This legal update provides a general overview of EOIR-60, Notice of Entry of Limited Appearance for Document Assistance Before the Board of Immigration Appeals and EOIR-61, Notice of Entry of Limited Appearance for Document Assistance Before the Immigration Court. Please note that these are new forms and guidance may change over time.
CILA is a project of the American Bar Association’s Commission on Immigration. CILA is a capacity building organization and provides several key services including answering technical assistance questions, providing trainings, hosting working groups, and creating written resources.
Forms EOIR-60 and EOIR-61 allow practitioners to make a limited appearance on behalf of pro se respondents for the purpose of assisting with preparing documents for the immigration court or Board of Immigration Appeals (BIA). Each of these bolded terms is elaborated on below and is key for understanding the limitations of these new forms. As indicated by the form names, EOIR-60 should be used in cases before the BIA, and EOIR-61 should be used in cases before the immigration court. The forms come from the new EOIR rule in 87 F.R. 56247 that became effective November 14, 2022 and is entitled “Professional Conduct for Practitioners-Rules and Procedures, and Representation and Appearances.”
Pro se respondents: Forms EOIR-60 and EOIR-61 can only be used to assist pro se respondents. A respondent is considered pro se only if there is not a “practitioner of record” in their case, meaning someone has not entered an appearance using an EOIR-27 or EOIR-28. If there is a practitioner of record, that person will need to withdraw before someone else can enter a limited appearance. It will depend on the facts of the case whether withdrawal of the practitioner of record is the best route or not.
Moreover, the forms are only available for removal proceedings. At this time, there is not an equivalent form for USCIS filings.
It is also important to keep in mind that the respondent is still considered pro se even if they file a document with an EOIR-60 and EOIR-61. An EOIR-60 or EOIR-61 offers a different purpose and has a different scope than entering an appearance as a practitioner of record in a case. The new forms are not a substitute for filling an EOIR-27 or EOIR-28 to enter an appearance in a case.
Practitioners: Only “practitioners” can use an EOIR-60 or EOIR-61. Similarly, only “practitioners” are required to submit an EOIR-60 or EOIR-61 if they provide document assistance to a pro se individual. A “practitioner” includes anyone authorized to provide representation, such as non-government attorneys, law students, law graduates, reputable individuals, accredited representatives, and accredited officials. See 8 C.F.R §§ 1003.101(b), 1001.1(f), 1001.1(ff), 1001.1(j); 8 C.F.R § 1292.1. Keep in mind that these forms are mandatory. Anyone considered a practitioner must complete an EOIR-60 or EOIR-61 if they provide document assistance to a pro se respondent. And as explained below, document assistance is defined broadly. Practitioners who provide document assistance to a pro se individual and fail to complete a form EOIR-60 or EOIR-61 can be subject to discipline under 8 C.F.R. § 1003.102(t).

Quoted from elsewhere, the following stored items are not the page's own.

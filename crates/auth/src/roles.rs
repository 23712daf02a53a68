//! Role identifiers for RBAC.

use std::borrow::Cow;

use serde::{Deserialize, Serialize};

/// Role identifier used for RBAC.
///
/// Roles are opaque strings at this layer; mapping roles to permissions is
/// the caller's policy decision (the API layer keeps that table).
#[derive(Debug, Clone, PartialEq, Eq, Hash, Serialize, Deserialize)]
#[serde(transparent)]
pub struct Role(Cow<'static, str>);

impl Role {
    pub fn new(name: impl Into<Cow<'static, str>>) -> Self {
        Self(name.into())
    }

    pub fn as_str(&self) -> &str {
        &self.0
    }
}

impl core::fmt::Display for Role {
    fn fmt(&self, f: &mut core::fmt::Formatter<'_>) -> core::fmt::Result {
        f.write_str(&self.0)
    }
}
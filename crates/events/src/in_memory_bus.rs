//! In-memory event bus for tests/dev.

use std::sync::{Mutex, mpsc};

use crate::bus::{EventBus, Subscription};

#[derive(Debug)]
pub enum InMemoryBusError {
    /// Publish failed due to internal lock poisoning.
    Poisoned,
}

/// In-memory pub/sub bus.
///
/// - No IO / no async
/// - Best-effort fan-out
/// - At-least-once acceptable (subscribers must be idempotent)
#[derive(Debug)]
pub struct InMemoryEventBus<M> {
    subscribers: Mutex<Vec<mpsc::Sender<M>>>,
}

impl<M> InMemoryEventBus<M> {
    pub fn new() -> Self {
        Self::default()
    }
}

impl<M> Default for InMemoryEventBus<M> {
    fn default() -> Self {
        Self {
            subscribers: Mutex::new(Vec::new()),
        }
    }
}

impl<M> EventBus<M> for InMemoryEventBus<M>
where
    M: Clone + Send + 'static,
{
    type Error = InMemoryBusError;

    fn publish(&self, message: M) -> Result<(), Self::Error> {
        let mut subs = self.subscribers.lock().map_err(|_| InMemoryBusError::Poisoned)?;

        // Drop any dead subscribers while publishing.
        subs.retain(|tx| tx.send(message.clone()).is_ok());

        Ok(())
    }

    fn subscribe(&self) -> Subscription<M> {
        let (tx, rx) = mpsc::channel();

        // If the lock is poisoned, we still return a subscription;
        // it just won't receive messages until the process restarts.
        if let Ok(mut subs) = self.subscribers.lock() {
            subs.push(tx);
        }

        Subscription::new(rx)
    }
}

#[cfg(test)]
mod tests {
    use super::*;
    use std::time::Duration;

    #[test]
    fn every_subscriber_receives_each_message() {
        let bus: InMemoryEventBus<u32> = InMemoryEventBus::new();
        let a = bus.subscribe();
        let b = bus.subscribe();

        bus.publish(7).unwrap();

        assert_eq!(a.recv_timeout(Duration::from_secs(1)).unwrap(), 7);
        assert_eq!(b.recv_timeout(Duration::from_secs(1)).unwrap(), 7);
    }

    #[test]
    fn dropped_subscribers_do_not_block_publishing() {
        let bus: InMemoryEventBus<u32> = InMemoryEventBus::new();
        let keep = bus.subscribe();
        drop(bus.subscribe());

        bus.publish(1).unwrap();
        bus.publish(2).unwrap();

        assert_eq!(keep.try_recv().unwrap(), 1);
        assert_eq!(keep.try_recv().unwrap(), 2);
    }
}
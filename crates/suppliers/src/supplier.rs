use chrono::{DateTime, Utc};
use serde::{Deserialize, Serialize};

use stockpilot_core::{Aggregate, AggregateRoot, AggregateId, DomainError, TenantId, ValueObject};
use stockpilot_events::Event;

/// Supplier identifier (tenant-scoped via `tenant_id` fields in events/commands).
#[derive(Debug, Copy, Clone, PartialEq, Eq, Hash, Serialize, Deserialize)]
#[serde(transparent)]
pub struct SupplierId(pub AggregateId);

impl SupplierId {
    pub fn new(id: AggregateId) -> Self {
        Self(id)
    }
}

impl core::fmt::Display for SupplierId {
    fn fmt(&self, f: &mut core::fmt::Formatter<'_>) -> core::fmt::Result {
        core::fmt::Display::fmt(&self.0, f)
    }
}

/// Supplier status lifecycle.
#[derive(Debug, Clone, Copy, PartialEq, Eq, Serialize, Deserialize)]
#[serde(rename_all = "lowercase")]
pub enum SupplierStatus {
    Active,
    Suspended,
}

/// Contact information for a supplier.
#[derive(Debug, Clone, PartialEq, Eq, Serialize, Deserialize, Default)]
pub struct ContactInfo {
    pub email: Option<String>,
    pub phone: Option<String>,
    pub address: Option<String>,
}

impl ValueObject for ContactInfo {}

const MAX_LEAD_TIME_DAYS: u32 = 365;

/// Aggregate root: Supplier.
///
/// `lead_time_days` is the supplier's default delivery lead time; it seeds
/// the replenishment policy of stock items sourced from this supplier.
#[derive(Debug, Clone, PartialEq, Eq)]
pub struct Supplier {
    id: SupplierId,
    tenant_id: Option<TenantId>,
    name: String,
    contact: ContactInfo,
    lead_time_days: u32,
    status: SupplierStatus,
    version: u64,
    created: bool,
}

impl Supplier {
    /// Create an empty, not-yet-created aggregate instance for rehydration.
    pub fn empty(id: SupplierId) -> Self {
        Self {
            id,
            tenant_id: None,
            name: String::new(),
            contact: ContactInfo::default(),
            lead_time_days: 0,
            status: SupplierStatus::Active,
            version: 0,
            created: false,
        }
    }

    pub fn id_typed(&self) -> SupplierId {
        self.id
    }

    pub fn tenant_id(&self) -> Option<TenantId> {
        self.tenant_id
    }

    pub fn name(&self) -> &str {
        &self.name
    }

    pub fn contact(&self) -> &ContactInfo {
        &self.contact
    }

    pub fn lead_time_days(&self) -> u32 {
        self.lead_time_days
    }

    pub fn status(&self) -> SupplierStatus {
        self.status
    }

    /// Invariant helper: whether this supplier can take new orders.
    ///
    /// Suspended suppliers cannot be referenced by new purchase orders.
    pub fn can_supply(&self) -> bool {
        self.status == SupplierStatus::Active
    }
}

impl AggregateRoot for Supplier {
    type Id = SupplierId;

    fn id(&self) -> &Self::Id {
        &self.id
    }

    fn version(&self) -> u64 {
        self.version
    }
}

/// Command: RegisterSupplier.
#[derive(Debug, Clone, PartialEq, Eq, Serialize, Deserialize)]
pub struct RegisterSupplier {
    pub tenant_id: TenantId,
    pub supplier_id: SupplierId,
    pub name: String,
    pub contact: Option<ContactInfo>,
    /// Default delivery lead time in days (0 if unknown).
    pub lead_time_days: Option<u32>,
    pub occurred_at: DateTime<Utc>,
}

/// Command: UpdateContact.
#[derive(Debug, Clone, PartialEq, Eq, Serialize, Deserialize)]
pub struct UpdateContact {
    pub tenant_id: TenantId,
    pub supplier_id: SupplierId,
    /// Optional new name (if None, keep existing).
    pub name: Option<String>,
    /// Optional new contact info (if None, keep existing).
    pub contact: Option<ContactInfo>,
    pub occurred_at: DateTime<Utc>,
}

/// Command: SetLeadTime.
#[derive(Debug, Clone, PartialEq, Eq, Serialize, Deserialize)]
pub struct SetLeadTime {
    pub tenant_id: TenantId,
    pub supplier_id: SupplierId,
    pub lead_time_days: u32,
    pub occurred_at: DateTime<Utc>,
}

/// Command: SuspendSupplier.
#[derive(Debug, Clone, PartialEq, Eq, Serialize, Deserialize)]
pub struct SuspendSupplier {
    pub tenant_id: TenantId,
    pub supplier_id: SupplierId,
    /// Optional human-readable reason for suspension.
    pub reason: Option<String>,
    pub occurred_at: DateTime<Utc>,
}

/// Command: ReinstateSupplier.
#[derive(Debug, Clone, PartialEq, Eq, Serialize, Deserialize)]
pub struct ReinstateSupplier {
    pub tenant_id: TenantId,
    pub supplier_id: SupplierId,
    pub occurred_at: DateTime<Utc>,
}

#[derive(Debug, Clone, PartialEq, Eq, Serialize, Deserialize)]
pub enum SupplierCommand {
    RegisterSupplier(RegisterSupplier),
    UpdateContact(UpdateContact),
    SetLeadTime(SetLeadTime),
    SuspendSupplier(SuspendSupplier),
    ReinstateSupplier(ReinstateSupplier),
}

/// Event: SupplierRegistered.
#[derive(Debug, Clone, PartialEq, Eq, Serialize, Deserialize)]
pub struct SupplierRegistered {
    pub tenant_id: TenantId,
    pub supplier_id: SupplierId,
    pub name: String,
    pub contact: ContactInfo,
    pub lead_time_days: u32,
    pub occurred_at: DateTime<Utc>,
}

/// Event: SupplierContactUpdated.
#[derive(Debug, Clone, PartialEq, Eq, Serialize, Deserialize)]
pub struct SupplierContactUpdated {
    pub tenant_id: TenantId,
    pub supplier_id: SupplierId,
    pub name: String,
    pub contact: ContactInfo,
    pub occurred_at: DateTime<Utc>,
}

/// Event: SupplierLeadTimeSet.
#[derive(Debug, Clone, PartialEq, Eq, Serialize, Deserialize)]
pub struct SupplierLeadTimeSet {
    pub tenant_id: TenantId,
    pub supplier_id: SupplierId,
    pub lead_time_days: u32,
    pub occurred_at: DateTime<Utc>,
}

/// Event: SupplierSuspended.
#[derive(Debug, Clone, PartialEq, Eq, Serialize, Deserialize)]
pub struct SupplierSuspended {
    pub tenant_id: TenantId,
    pub supplier_id: SupplierId,
    pub reason: Option<String>,
    pub occurred_at: DateTime<Utc>,
}

/// Event: SupplierReinstated.
#[derive(Debug, Clone, PartialEq, Eq, Serialize, Deserialize)]
pub struct SupplierReinstated {
    pub tenant_id: TenantId,
    pub supplier_id: SupplierId,
    pub occurred_at: DateTime<Utc>,
}

#[derive(Debug, Clone, PartialEq, Eq, Serialize, Deserialize)]
pub enum SupplierEvent {
    SupplierRegistered(SupplierRegistered),
    SupplierContactUpdated(SupplierContactUpdated),
    SupplierLeadTimeSet(SupplierLeadTimeSet),
    SupplierSuspended(SupplierSuspended),
    SupplierReinstated(SupplierReinstated),
}

impl Event for SupplierEvent {
    fn event_type(&self) -> &'static str {
        match self {
            SupplierEvent::SupplierRegistered(_) => "suppliers.supplier.registered",
            SupplierEvent::SupplierContactUpdated(_) => "suppliers.supplier.contact_updated",
            SupplierEvent::SupplierLeadTimeSet(_) => "suppliers.supplier.lead_time_set",
            SupplierEvent::SupplierSuspended(_) => "suppliers.supplier.suspended",
            SupplierEvent::SupplierReinstated(_) => "suppliers.supplier.reinstated",
        }
    }

    fn version(&self) -> u32 {
        1
    }

    fn occurred_at(&self) -> DateTime<Utc> {
        match self {
            SupplierEvent::SupplierRegistered(e) => e.occurred_at,
            SupplierEvent::SupplierContactUpdated(e) => e.occurred_at,
            SupplierEvent::SupplierLeadTimeSet(e) => e.occurred_at,
            SupplierEvent::SupplierSuspended(e) => e.occurred_at,
            SupplierEvent::SupplierReinstated(e) => e.occurred_at,
        }
    }
}

impl Aggregate for Supplier {
    type Command = SupplierCommand;
    type Event = SupplierEvent;
    type Error = DomainError;

    fn apply(&mut self, event: &Self::Event) {
        match event {
            SupplierEvent::SupplierRegistered(e) => {
                self.id = e.supplier_id;
                self.tenant_id = Some(e.tenant_id);
                self.name = e.name.clone();
                self.contact = e.contact.clone();
                self.lead_time_days = e.lead_time_days;
                self.status = SupplierStatus::Active;
                self.created = true;
            }
            SupplierEvent::SupplierContactUpdated(e) => {
                self.name = e.name.clone();
                self.contact = e.contact.clone();
            }
            SupplierEvent::SupplierLeadTimeSet(e) => {
                self.lead_time_days = e.lead_time_days;
            }
            SupplierEvent::SupplierSuspended(_) => {
                self.status = SupplierStatus::Suspended;
            }
            SupplierEvent::SupplierReinstated(_) => {
                self.status = SupplierStatus::Active;
            }
        }

        // Deterministic version tracking: +1 per applied event.
        self.version += 1;
    }

    fn handle(&self, command: &Self::Command) -> Result<Vec<Self::Event>, Self::Error> {
        match command {
            SupplierCommand::RegisterSupplier(cmd) => self.handle_register(cmd),
            SupplierCommand::UpdateContact(cmd) => self.handle_update_contact(cmd),
            SupplierCommand::SetLeadTime(cmd) => self.handle_set_lead_time(cmd),
            SupplierCommand::SuspendSupplier(cmd) => self.handle_suspend(cmd),
            SupplierCommand::ReinstateSupplier(cmd) => self.handle_reinstate(cmd),
        }
    }
}

impl Supplier {
    fn ensure_tenant(&self, tenant_id: TenantId) -> Result<(), DomainError> {
        if !self.created {
            return Ok(());
        }
        if self.tenant_id != Some(tenant_id) {
            return Err(DomainError::invariant("tenant mismatch"));
        }
        Ok(())
    }

    fn ensure_supplier_id(&self, supplier_id: SupplierId) -> Result<(), DomainError> {
        if self.id != supplier_id {
            return Err(DomainError::invariant("supplier_id mismatch"));
        }
        Ok(())
    }

    fn validate_lead_time(lead_time_days: u32) -> Result<(), DomainError> {
        if lead_time_days > MAX_LEAD_TIME_DAYS {
            return Err(DomainError::validation("lead time must be at most 365 days"));
        }
        Ok(())
    }

    fn handle_register(&self, cmd: &RegisterSupplier) -> Result<Vec<SupplierEvent>, DomainError> {
        if self.created {
            return Err(DomainError::conflict("supplier already exists"));
        }

        if cmd.name.trim().is_empty() {
            return Err(DomainError::validation("name cannot be empty"));
        }

        let lead_time_days = cmd.lead_time_days.unwrap_or(0);
        Self::validate_lead_time(lead_time_days)?;

        let contact = cmd.contact.clone().unwrap_or_default();

        Ok(vec![SupplierEvent::SupplierRegistered(SupplierRegistered {
            tenant_id: cmd.tenant_id,
            supplier_id: cmd.supplier_id,
            name: cmd.name.clone(),
            contact,
            lead_time_days,
            occurred_at: cmd.occurred_at,
        })])
    }

    fn handle_update_contact(&self, cmd: &UpdateContact) -> Result<Vec<SupplierEvent>, DomainError> {
        if !self.created {
            return Err(DomainError::not_found());
        }
        self.ensure_tenant(cmd.tenant_id)?;
        self.ensure_supplier_id(cmd.supplier_id)?;

        let new_name = cmd.name.clone().unwrap_or_else(|| self.name.clone());
        if new_name.trim().is_empty() {
            return Err(DomainError::validation("name cannot be empty"));
        }

        let new_contact = cmd.contact.clone().unwrap_or_else(|| self.contact.clone());

        Ok(vec![SupplierEvent::SupplierContactUpdated(SupplierContactUpdated {
            tenant_id: cmd.tenant_id,
            supplier_id: cmd.supplier_id,
            name: new_name,
            contact: new_contact,
            occurred_at: cmd.occurred_at,
        })])
    }

    fn handle_set_lead_time(&self, cmd: &SetLeadTime) -> Result<Vec<SupplierEvent>, DomainError> {
        if !self.created {
            return Err(DomainError::not_found());
        }
        self.ensure_tenant(cmd.tenant_id)?;
        self.ensure_supplier_id(cmd.supplier_id)?;

        Self::validate_lead_time(cmd.lead_time_days)?;

        Ok(vec![SupplierEvent::SupplierLeadTimeSet(SupplierLeadTimeSet {
            tenant_id: cmd.tenant_id,
            supplier_id: cmd.supplier_id,
            lead_time_days: cmd.lead_time_days,
            occurred_at: cmd.occurred_at,
        })])
    }

    fn handle_suspend(&self, cmd: &SuspendSupplier) -> Result<Vec<SupplierEvent>, DomainError> {
        if !self.created {
            return Err(DomainError::not_found());
        }
        self.ensure_tenant(cmd.tenant_id)?;
        self.ensure_supplier_id(cmd.supplier_id)?;

        if self.status == SupplierStatus::Suspended {
            return Err(DomainError::conflict("supplier is already suspended"));
        }

        Ok(vec![SupplierEvent::SupplierSuspended(SupplierSuspended {
            tenant_id: cmd.tenant_id,
            supplier_id: cmd.supplier_id,
            reason: cmd.reason.clone(),
            occurred_at: cmd.occurred_at,
        })])
    }

    fn handle_reinstate(&self, cmd: &ReinstateSupplier) -> Result<Vec<SupplierEvent>, DomainError> {
        if !self.created {
            return Err(DomainError::not_found());
        }
        self.ensure_tenant(cmd.tenant_id)?;
        self.ensure_supplier_id(cmd.supplier_id)?;

        if self.status == SupplierStatus::Active {
            return Err(DomainError::conflict("supplier is not suspended"));
        }

        Ok(vec![SupplierEvent::SupplierReinstated(SupplierReinstated {
            tenant_id: cmd.tenant_id,
            supplier_id: cmd.supplier_id,
            occurred_at: cmd.occurred_at,
        })])
    }
}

Non-practitioners: A non-practitioner who assists a pro se respondent with preparing documents, such as a paralegal who helps with completing a change of address form, need not complete an EOIR-60 or EOIR-61. Non-practitioners still cannot provide legal advice and generally remain limited to filling in blank spaces on printed forms with information provided by the applicant or petitioner. 8 C.F.R. § 1001.1(k). A non-practitioner who helps with filling in a form may also still be required to identify themselves as someone who assisted with the document, especially if the form they assisted with contains a preparer section.
Forms EOIR-60 and EOIR-61 are designed for assisting with documents to be filed with the immigration court or BIA. They cover more administrative documents like a change of address form as well as more substantive documents like a brief on the merits of a case or an application for relief. But the forms do not allow practitioners to appear at court hearings.
Document assistance: Assistance with preparation of documents includes drafting, completing, or filling in blank spaces on any document to be filed with the immigration court or BIA. See 8 C.F.R. §§ 1003.17(b), 1003.38(g)(2). Whether or not the practitioner uses professional judgment or provides legal advice does not matter for determining if an EOIR-60 or EOIR-61 is required. However, merely translating a document for a pro se respondent is outside the scope of the rules and will not require the practitioner to complete an EOIR-60 or EOIR-61. See EOIR, Frequently Asked Questions, at 5.
Because the rules only require a practitioner to complete an EOIR-60 or EOIR-61, an organization that wants to avoid entering a limited appearance for administrative filings may prefer to have a paralegal or other non-practitioner assist with completing the forms so long as it does not require legal advice. But note that an EOIR-60 or EOIR-61 would still be required if a practitioner then reviews the legal assistant’s work on these forms. See EOIR, Frequently Asked Questions, at 7.
The new rules allowing a practitioner to provide limited legal assistance for pro se respondents stem from NWIRP and Yuk Man Maggie Cheng v. Sessions, III, et al., 2:17-cv-00716-RAJ (W.D. Wash.). The Northwest Immigrant Rights Project (NWIRP), which was the organization involved in this litigation, provides additional information about the litigation and settlement process in its primer on the new rules.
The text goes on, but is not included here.